In conclusione pertanto i cosiddetti diritti sulla propria persona, di cui si è finora parlato, non sono, come si è visto, veri e proprî diritti soggettivi.
Diversamente invece si deve dire del diritto al nome e del diritto al titolo nobiliare, che possono rientrare nella categoria dei cosiddetti diritti sui beni essenziali della persona, o diritti sulla propria persona: tanto l'uno quanto l'altro sono veri e proprî diritti soggettivi, e diritti soggettivi privati. Per ciò che si riferisce al diritto al nome, non soltanto vi sono norme che regolano l'acquisto del nome e il mutamento di esso, ma vi sono anche azioni che stanno a difesa dell'uso esclusivo di esso da parte di colui al quale esso spetta: l'azione di reclamo del nome, e l'azione di contestazione del nome. Nessun dubbio, quindi, che qui si tratti di un vero e proprio diritto soggettivo privato, di natura personale (non già di un diritto di proprietà, come da alcuni si è sostenuto), il cui oggetto è appunto il nome, che è un segno di distinzione personale. Analogamente si dica del diritto al titolo nobiliare, di cui l'acquisto, la trasmissione e l'estinzione sono regolati dal diritto con azioni analoghe a quelle che stanno a difesa del diritto al nome, ossia le azioni di reclamo di contestazione del titolo: anche qui si tratta di un diritto soggettivo privato, di natura personale, avente per oggetto il titolo nobiliare, un segno anch'esso di distinzione personale.
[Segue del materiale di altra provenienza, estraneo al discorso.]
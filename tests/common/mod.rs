//! Tiny HTTP/1.1 stub server for exercising remote and MLflow sources
//! without network access.
#![allow(dead_code)]

use std::io::{BufRead, BufReader, Read, Write};
use std::net::{TcpListener, TcpStream};
use std::path::PathBuf;
use std::sync::{Arc, Mutex};
use std::thread;

pub fn fixture(name: &str) -> PathBuf {
    PathBuf::from(env!("CARGO_MANIFEST_DIR"))
        .join("tests/fixtures")
        .join(name)
}

pub fn fixture_bytes(name: &str) -> Vec<u8> {
    std::fs::read(fixture(name)).unwrap_or_else(|e| panic!("failed to read fixture {name}: {e}"))
}

pub struct Route {
    pub method: &'static str,
    pub path: &'static str,
    pub status: u16,
    pub body: Vec<u8>,
}

impl Route {
    pub fn new(method: &'static str, path: &'static str, status: u16, body: impl Into<Vec<u8>>) -> Self {
        Self {
            method,
            path,
            status,
            body: body.into(),
        }
    }
}

#[derive(Debug, Clone)]
pub struct Recorded {
    pub method: String,
    /// Path including any query string.
    pub target: String,
    pub body: String,
}

pub struct StubServer {
    pub url: String,
    pub requests: Arc<Mutex<Vec<Recorded>>>,
}

impl StubServer {
    pub fn requests(&self) -> Vec<Recorded> {
        self.requests.lock().expect("requests lock").clone()
    }
}

/// Serve `routes` on an ephemeral port; unmatched requests get a 404.
pub fn serve(routes: Vec<Route>) -> StubServer {
    let listener = TcpListener::bind("127.0.0.1:0").expect("bind stub server");
    let addr = listener.local_addr().expect("stub server address");
    let requests = Arc::new(Mutex::new(Vec::new()));
    let log = Arc::clone(&requests);

    thread::spawn(move || {
        for stream in listener.incoming() {
            let Ok(stream) = stream else { continue };
            handle(stream, &routes, &log);
        }
    });

    StubServer {
        url: format!("http://{addr}"),
        requests,
    }
}

fn handle(mut stream: TcpStream, routes: &[Route], log: &Mutex<Vec<Recorded>>) {
    let Ok(clone) = stream.try_clone() else { return };
    let mut reader = BufReader::new(clone);

    let mut request_line = String::new();
    if reader.read_line(&mut request_line).unwrap_or(0) == 0 {
        return;
    }
    let mut content_length = 0usize;
    loop {
        let mut line = String::new();
        if reader.read_line(&mut line).unwrap_or(0) == 0 || line == "\r\n" {
            break;
        }
        if let Some(value) = line.to_ascii_lowercase().strip_prefix("content-length:") {
            content_length = value.trim().parse().unwrap_or(0);
        }
    }
    let mut body = vec![0u8; content_length];
    if reader.read_exact(&mut body).is_err() {
        return;
    }

    let mut parts = request_line.split_whitespace();
    let method = parts.next().unwrap_or_default().to_string();
    let target = parts.next().unwrap_or_default().to_string();
    let path = target.split('?').next().unwrap_or_default();

    let (status, payload) = routes
        .iter()
        .find(|r| r.method == method && r.path == path)
        .map(|r| (r.status, r.body.clone()))
        .unwrap_or((404, b"not found".to_vec()));

    log.lock().expect("requests lock").push(Recorded {
        method,
        target: target.clone(),
        body: String::from_utf8_lossy(&body).into_owned(),
    });

    let reason = if status == 200 { "OK" } else { "Error" };
    let head = format!(
        "HTTP/1.1 {status} {reason}\r\nContent-Type: application/json\r\nContent-Length: {}\r\nConnection: close\r\n\r\n",
        payload.len()
    );
    let _ = stream.write_all(head.as_bytes());
    let _ = stream.write_all(&payload);
    let _ = stream.flush();
}
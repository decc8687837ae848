/// severity-predict library crate.
///
/// Exposes the collect → align → predict → present pipeline as a public
/// API so that integration tests in tests/ can import them via
/// `severity_predict::`.
///
/// The binary entry point (src/main.rs) uses these same modules.
pub mod align;
pub mod form;
pub mod input;
pub mod mlflow;
pub mod model;
pub mod predictor;
pub mod utils;
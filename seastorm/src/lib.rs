//! # Seastorm
//!
//! Reconstructs a causally consistent, globally ordered message trace from
//! independent per-process event logs, ready to be drawn as a message
//! sequence diagram.
//!
//! ```
//! use seastorm::domain::trace::{ProcessMap, ordering_from_logs};
//!
//! let logs: ProcessMap = [("A", "send,1,B,Kg=="), ("B", "receive,2,1,A")]
//!     .into_iter()
//!     .map(|(id, log)| (id.to_string(), log.to_string()))
//!     .collect();
//!
//! let ordering = ordering_from_logs(&logs, None).unwrap();
//! assert_eq!(ordering.counterpart(0), Some(1));
//! assert_eq!(ordering.events[1].data(), Some("*"));
//! ```

mod app;
pub mod core;
pub mod domain;
pub mod utils;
Bibl.: A. Ravá, I diritti sulla propria persona, in Rivista ital. per le scienze giurid., 1901, p. 289 segg., e 1902, p. i segg.; C. Fadda e P.E. Bensa, in nota alla trad. ital. delle pandette di B. Windscheid, I, Torino 1902, p. 601 segg.; Perreau, Des droits de la personnalité, in Revue trim. de dr. civ., 1909, p. 501 segg.; F. Filomusi Guelfi, in Enciclopedia giuridica, Napoli 1910, par. 45, p. 189 segg.; A. v. Tuhr, Der allgem. Teil des deutsch. bürg. Rechts, I, Lipsia 1910, p. 148 segg.; F. Ferrara, Trattato di diritto civ. ital., I, Roma 1921, p. 388 segg.; G. Del Vecchio, Sui principi generali del diritto, Modena 1921; N. Coviello, Manuale di diritto civ. ital., Milano 1929, p. 24 segg.; Dusi, Istituz. di dir. civ., I, Torino 1930, p. 76; L. Ennecererus, Lehrbuch des bürg. Rechts, I, Marburgo 1931, par. 781, p. 214; R. De Ruggiero, Istituzioni di dir. civ., 6ª ed., Messina 1933, p. 201 segg.